Henry Hawley Smart was listed in the "Novelist" category in a poll on "Who are the Greatest Living Englishmen?" published in the Pall Mall Gazette in 1885. George Bernard Shaw in an 1888 lecture made a comparison of the readerships of Smart and George Eliot (1819–1880): "There are love affairs in Captain Hawley Smart's novels: so there in are in George Eliot's; but I suspect that the admirers of Captain Hawley Smart find George Eliot rather heavy. And I believe that 'rather heavy' means to them 'comparatively unreal'. The things of which Captain Hawley Smith writes, seen as he describes them, are vivid and interesting – pleasant parts of his readers' daily life and thought. On the other hand, the admirers of George Eliot do not see these things as Captain Hawley Smart sees them, and take no interest in the excitements and gaieties incidental to them. For example, one cannot imagine a disciple of George Eliot reading a sporting column of a newspaper, or sympathizing with the good luck of a hero who is saved from ruin by winning a fortune at the expense of the other gamblers on a racecourse. Nor can we imagine a disciple of Captain Hawley Smart subscribing to Mind, or recognizing any sense or importance in the scruples of the man who refuses to bet."
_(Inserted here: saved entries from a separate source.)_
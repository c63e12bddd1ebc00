//! Path-aware glob patterns with `**` (globstar) support.
//!
//! A `GlobPath` is a slash-separated pattern where each segment is an
//! ordinary glob and `**` matches any number of intermediate directories.
//! Matching is always against slash-separated relative paths.

use std::path::Path;

use thiserror::Error;

use crate::glob::{contains_glob, expand_braces, glob_match};

/// Errors from parsing a path pattern.
#[derive(Debug, Error, PartialEq, Eq)]
pub enum PatternError {
    #[error("empty glob pattern")]
    Empty,
}

/// One segment of a compiled pattern.
#[derive(Debug, Clone, PartialEq, Eq)]
enum Segment {
    /// `**`: matches zero or more path segments.
    Globstar,
    /// A single-segment glob, matched with [`glob_match`].
    Glob(String),
}

/// A compiled path pattern.
///
/// Brace groups are expanded at compile time, so a `GlobPath` holds one
/// segment list per alternative. Leading slashes are ignored; matching is
/// relative.
///
/// # Examples
/// ```
/// use bunshin_glob::GlobPath;
///
/// let pat = GlobPath::new("**/*.md").unwrap();
/// assert!(pat.matches_str("docs/guide/intro.md"));
/// assert!(pat.matches_str("README.md"));
/// assert!(!pat.matches_str("src/main.rs"));
/// ```
#[derive(Debug, Clone)]
pub struct GlobPath {
    raw: String,
    alternatives: Vec<Vec<Segment>>,
}

impl GlobPath {
    /// Compile a pattern. Fails only on an empty pattern.
    pub fn new(pattern: &str) -> Result<Self, PatternError> {
        let trimmed = pattern.trim_start_matches('/').trim_end_matches('/');
        if trimmed.is_empty() {
            return Err(PatternError::Empty);
        }

        let alternatives = expand_braces(trimmed)
            .into_iter()
            .map(|pat| {
                pat.split('/')
                    .filter(|s| !s.is_empty())
                    .map(|seg| {
                        if seg == "**" {
                            Segment::Globstar
                        } else {
                            Segment::Glob(seg.to_string())
                        }
                    })
                    .collect()
            })
            .collect();

        Ok(Self {
            raw: pattern.to_string(),
            alternatives,
        })
    }

    /// The original pattern text.
    pub fn as_str(&self) -> &str {
        &self.raw
    }

    /// True if any alternative contains a `**` segment.
    pub fn has_globstar(&self) -> bool {
        self.alternatives
            .iter()
            .any(|segs| segs.contains(&Segment::Globstar))
    }

    /// If every alternative is globstar-free and has the same segment
    /// count, the depth a walk needs to reach. `None` means unbounded.
    pub fn fixed_depth(&self) -> Option<usize> {
        if self.has_globstar() {
            return None;
        }
        let mut depths = self.alternatives.iter().map(Vec::len);
        let first = depths.next()?;
        depths.all(|d| d == first).then_some(first)
    }

    /// Leading literal segments shared by every alternative, joined with
    /// slashes. A walk can start below this prefix instead of the root.
    pub fn static_prefix(&self) -> String {
        let mut prefix: Vec<String> = Vec::new();
        for (i, segs) in self.alternatives.iter().enumerate() {
            let literal: Vec<String> = segs
                .iter()
                .map_while(|seg| match seg {
                    Segment::Glob(s) if !contains_glob(s) => Some(s.clone()),
                    _ => None,
                })
                .collect();
            if i == 0 {
                prefix = literal;
            } else {
                let common = prefix
                    .iter()
                    .zip(&literal)
                    .take_while(|(a, b)| a == b)
                    .count();
                prefix.truncate(common);
            }
            if prefix.is_empty() {
                break;
            }
        }
        prefix.join("/")
    }

    /// Match a relative path.
    pub fn matches(&self, path: &Path) -> bool {
        let parts: Vec<String> = path
            .components()
            .filter_map(|c| match c {
                std::path::Component::Normal(s) => Some(s.to_string_lossy().into_owned()),
                _ => None,
            })
            .collect();
        self.alternatives
            .iter()
            .any(|segs| match_segments(segs, &parts))
    }

    /// Match a slash-separated relative path string.
    pub fn matches_str(&self, path: &str) -> bool {
        self.matches(Path::new(path.trim_start_matches('/')))
    }
}

fn match_segments(segments: &[Segment], parts: &[String]) -> bool {
    match segments.first() {
        None => parts.is_empty(),
        Some(Segment::Globstar) => {
            // Globstar absorbs zero or more leading path segments.
            (0..=parts.len()).any(|skip| match_segments(&segments[1..], &parts[skip..]))
        }
        Some(Segment::Glob(pat)) => match parts.first() {
            Some(part) => glob_match(pat, part) && match_segments(&segments[1..], &parts[1..]),
            None => false,
        },
    }
}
The Great Tontine (1881) was republished in 1984 in an anthology of four novels entitled Victorian Villainies, edited by Graham Greene with an introduction by his brother Hugh Greene. This was reprinted in 1995.

==Bibliography==

- Breezie Langton, 3 vols (London: Bentley, 1869)
- Bitter is the Rind, etc., 3 vols (London: Bentley, 1870)
- Cecile: or, Modern Idolaters, etc., 3 vols (London: Bentley, 1871)
- False Cards 3 vols (London: Hurst and Blackett, 1872)
- A Race for a Wife 3 vols (London: Hurst and Blackett, 1872)
- Broken Bonds 3 vols (London: Hurst and Blackett, 1874)
- Two Kisses 3 vols (London: Bentley, 1875)
- Courtship: or, 1720 in 1860 3 vols (London: Chapman and Hall, 1876)
- Bound to Win: A Tale of the Turf 3 vols (London: Chapman and Hall, 1877)
- Sunshine and Snow: A Novel 3 vols (London: Chapman and Hall, 1878)
- Play or Pay. A Novelette (London, 1878)
- Social Sinners 3 vols (London: Chapman and Hall, 1880)
- Great Tontine: A Novel 3 vols (London: Chapman and Hall, 1881)
- At Fault: A Novel 3 vols (London: Chapman and Hall, 1883)
- Hard Lines: A Novel 3 vols (London: Chapman and Hall, 1883)
- From Post to Finish: A Novel 3 vols (London: Chapman and Hall, 1884)
- The Death Ride. A Story of Thanksgiving Day, 27 February 1872 (in the collection Praed (R. M.) Mrs.: For their Sakes, etc., 1884)
- Tie and Trick: A Melodramatic Story 3 vols (London: Chapman and Hall, 1885)
- The Outsider: A Novel 2 vols (London: F. V. White, 1886)
- Plucked: A Tale of a Trap, with other authors (London: Diprose and Bateman, 1886)
- Struck Down. A Tale of Devon (London: F. Warne and Co., 1886)
- Bad to Beat. A Novel (London: F. V. White, 1886)
- A False Start: A Novel 3 vols (London: Chapman and Hall, 1887)
- Saddle and Sabre 3 vols (London: Chapman and Hall, 1887)
- Cleverly Won. A Romance of the Grand National. A Novelette (London: F. V. White, 1887)
- The Master of Rathkelly 2 vols (London: F. V. White, 1888)
- The Pride of the Paddock (London: F. V. White, 1888)
- Long Odds: A Novel 3 vols (London: F. V. White, 1889)
- The Last Coup. A Novelette (London: F. V. White, 1889)
- Without Love or Licence: A Tale of South Devon 3 vols (London: Chatto and Windus, 1890)
- A Black Business. A Novelette (London: F. V. White, 1890)
- Beatrice and Benedick: A Romance of the Crimea 2 vols (London: F. V. White, 1891)
- The Plunger: A Turf Tragedy of Five-and-Twenty Years Ago 2 vols (London: F. V. White, 1891)
- Thrice Past the Post. A Novel (London: F. V. White, 1891)
- Vanity's Daughter. A Novel (London: F. V. White, 1893)
- A Racing Rubber 2 vols (London: F. V. White, 1895)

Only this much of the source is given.